An affiliation with the NHL’s Ottawa Senators enables the Thunder to forge a reinvention based in tradition but guided by the high stakes of helping players reach the highest level.
The affiliation is the Thunder’s first and is unfamiliar territory to longtime personnel such as general manager Joel Lomurno, who has worked for the team since 1993-94, when the team won its first of back-to-back Central Hockey League titles.
New coach Malcolm Cameron is most responsible for the one-year agreement with the Senators. It will affect the Thunder, now in its third ECHL season, in all facets of the organization and leaves the ECHL with one team lacking an affiliation.
Wichita begins the season next Saturday at home against Tulsa.
“We’re one of the oldest minor-league hockey franchises in the country,” said Lomurno, the GM since 2008. “We’ve had our identity here, and it’s been mostly as a CHL team. But we’re an ECHL team now.… Yes, we’re going to maintain our identity.
“Having the Ottawa presence just adds to the luster of coming to see a game.”
Former coach Kevin McClelland, whose contract wasn’t renewed for this season, had working agreements, but not official affiliations, with NHL teams such as Tampa Bay and Philadelphia. Rarely, though, was a Thunder player promoted from Wichita, a Double-A franchise, to the Triple-A American Hockey League.
With the Senators, a chance exists that a Thunder player could advance from Wichita to the NHL within the same season. It happened to two players last season with Evansville, Ottawa’s former ECHL affiliate.
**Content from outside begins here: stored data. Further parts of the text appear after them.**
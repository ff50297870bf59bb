mod controller;
mod results;
mod root;
mod state;

pub use {
    controller::Dashboard,
    results::{ConsoleLine, ConsoleLog, ResultTable, ResultsBoard, TimeframeProgress},
    root::App,
    state::{Banner, BannerKind, DashboardState},
};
Mostly, though, Cameron is focusing on adding players who have the potential to advance, even if it doesn’t happen immediately. He’s stocked the roster with younger players without much ECHL experience but with the talent to play beyond Double-A.
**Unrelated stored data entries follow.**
use {
    crate::utils::{format_locale_tr, format_plain},
    serde::{Deserialize, Deserializer, Serialize},
};

/// One coin that passed every enabled filter. The server only includes the
/// indicator fields whose filter was active, so all of them are optional.
#[derive(Debug, Clone, PartialEq, Serialize, Deserialize)]
pub struct MatchResult {
    pub symbol: String,
    #[serde(default, deserialize_with = "lenient_number")]
    pub rsi: Option<f64>,
    #[serde(default, deserialize_with = "lenient_number")]
    pub relative_volume: Option<f64>,
    #[serde(default, deserialize_with = "lenient_number")]
    pub volume: Option<f64>,
    #[serde(default, deserialize_with = "lenient_number")]
    pub percentage_change: Option<f64>,
}

#[derive(Debug, Clone, Copy, PartialEq, Default, Serialize, Deserialize)]
pub struct ScanProgress {
    #[serde(default)]
    pub current: u64,
    #[serde(default)]
    pub total: u64,
    #[serde(default)]
    pub percentage: f64,
}

impl ScanProgress {
    pub fn finished() -> Self {
        Self {
            current: 0,
            total: 0,
            percentage: 100.0,
        }
    }

    pub fn is_finished(&self) -> bool {
        self.percentage >= 100.0
    }

    /// 0.0..=1.0 for progress widgets.
    pub fn fraction(&self) -> f32 {
        (self.percentage / 100.0).clamp(0.0, 1.0) as f32
    }

    /// `"42.5%"`
    pub fn short_text(&self) -> String {
        format!("{}%", format_plain(self.percentage))
    }

    /// `"42.5% (17/40)"`
    pub fn detailed_text(&self) -> String {
        format!("{} ({}/{})", self.short_text(), self.current, self.total)
    }
}

#[derive(Debug, Clone, PartialEq, Default, Serialize, Deserialize)]
pub struct ScanCompleted {
    #[serde(default)]
    pub total_matches: u64,
    #[serde(default)]
    pub timeframe: Option<String>,
}

/// Table columns, in display order.
#[derive(Debug, Clone, Copy, PartialEq, Eq)]
pub enum ResultColumn {
    Symbol,
    Rsi,
    RelativeVolume,
    Volume,
    PercentageChange,
}

impl ResultColumn {
    pub const ALL: [ResultColumn; 5] = [
        Self::Symbol,
        Self::Rsi,
        Self::RelativeVolume,
        Self::Volume,
        Self::PercentageChange,
    ];

    /// Columns for a table whose first row is `first`: symbol always, the rest
    /// only when that result carries the field.
    pub fn for_result(first: &MatchResult) -> Vec<ResultColumn> {
        Self::ALL
            .into_iter()
            .filter(|col| *col == Self::Symbol || col.raw(first).is_some())
            .collect()
    }

    pub const fn header(self) -> &'static str {
        match self {
            Self::Symbol => "Sembol",
            Self::Rsi => "RSI",
            Self::RelativeVolume => "Göreceli Hacim",
            Self::Volume => "Hacim",
            Self::PercentageChange => "Yüzde Değişim",
        }
    }

    fn raw(self, result: &MatchResult) -> Option<f64> {
        match self {
            Self::Symbol => None,
            Self::Rsi => result.rsi,
            Self::RelativeVolume => result.relative_volume,
            Self::Volume => result.volume,
            Self::PercentageChange => result.percentage_change,
        }
    }

    /// Rendered cell; `-` when the result lacks the field.
    pub fn cell(self, result: &MatchResult) -> String {
        if self == Self::Symbol {
            return result.symbol.clone();
        }
        match (self, self.raw(result)) {
            (_, None) => "-".to_string(),
            (Self::RelativeVolume, Some(v)) => format!("{}x", format_plain(v)),
            (Self::Volume, Some(v)) => format_locale_tr(v, 2),
            (Self::PercentageChange, Some(v)) => format!("{}%", format_plain(v)),
            (_, Some(v)) => format_plain(v),
        }
    }
}

/// Accepts `12.5`, `"12.5"` or `null`.
fn lenient_number<'de, D>(deserializer: D) -> Result<Option<f64>, D::Error>
where
    D: Deserializer<'de>,
{
    #[derive(Deserialize)]
    #[serde(untagged)]
    enum NumberOrText {
        Number(f64),
        Text(String),
    }

    Ok(
        match Option::<NumberOrText>::deserialize(deserializer)? {
            Some(NumberOrText::Number(n)) => Some(n),
            Some(NumberOrText::Text(s)) => s.trim().parse().ok(),
            None => None,
        },
    )
}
“Usually younger means guys who are in a little bit better shape, a little bit better athletically,” Cameron said. “We’ve got a number of guys who were on NHL and American League one-way contracts last year. I think the speed difference will be one thing. We’re going to be super-aggressive and really structured in what we do.”
The Ottawa connection gives the Thunder several ways to improve the roster. Sometime this week, the Senators will send up to 10 – though possibly fewer – players from Triple-A Binghamton or from NHL camp to Wichita.
Ottawa-contracted players count nominally toward the salary cap, so the Thunder can and does use the remaining money to recruit and sign more sought-after players. Even players who aren’t contracted can be signed and promoted, and the added scouting presence increases that likelihood.
“We’ve got a good agreement with Ottawa,” Lomurno said. “We’re working with them on the travel back and forth. There are different things that apply to player equipment. Some of the players that come from up above will come with equipment from there, as well. Players will be moving up and down throughout the season, as well.”
The affiliation is new but already comfortable. Cameron speaks frequently with Ottawa front-office staff and uses the relationship to talk up his players. That won’t always be necessary, though, because Ottawa will send staff to Wichita frequently.
“We have the markings of the Ottawa Senators on everything we put out,” Lomurno said. “On and off the ice, lots of things will be noticeable. But overall, it’s the fans. The fans are really excited about the affiliation. From a front-office standpoint, we’re really excited because it puts us on a level playing field with the rest of the league.”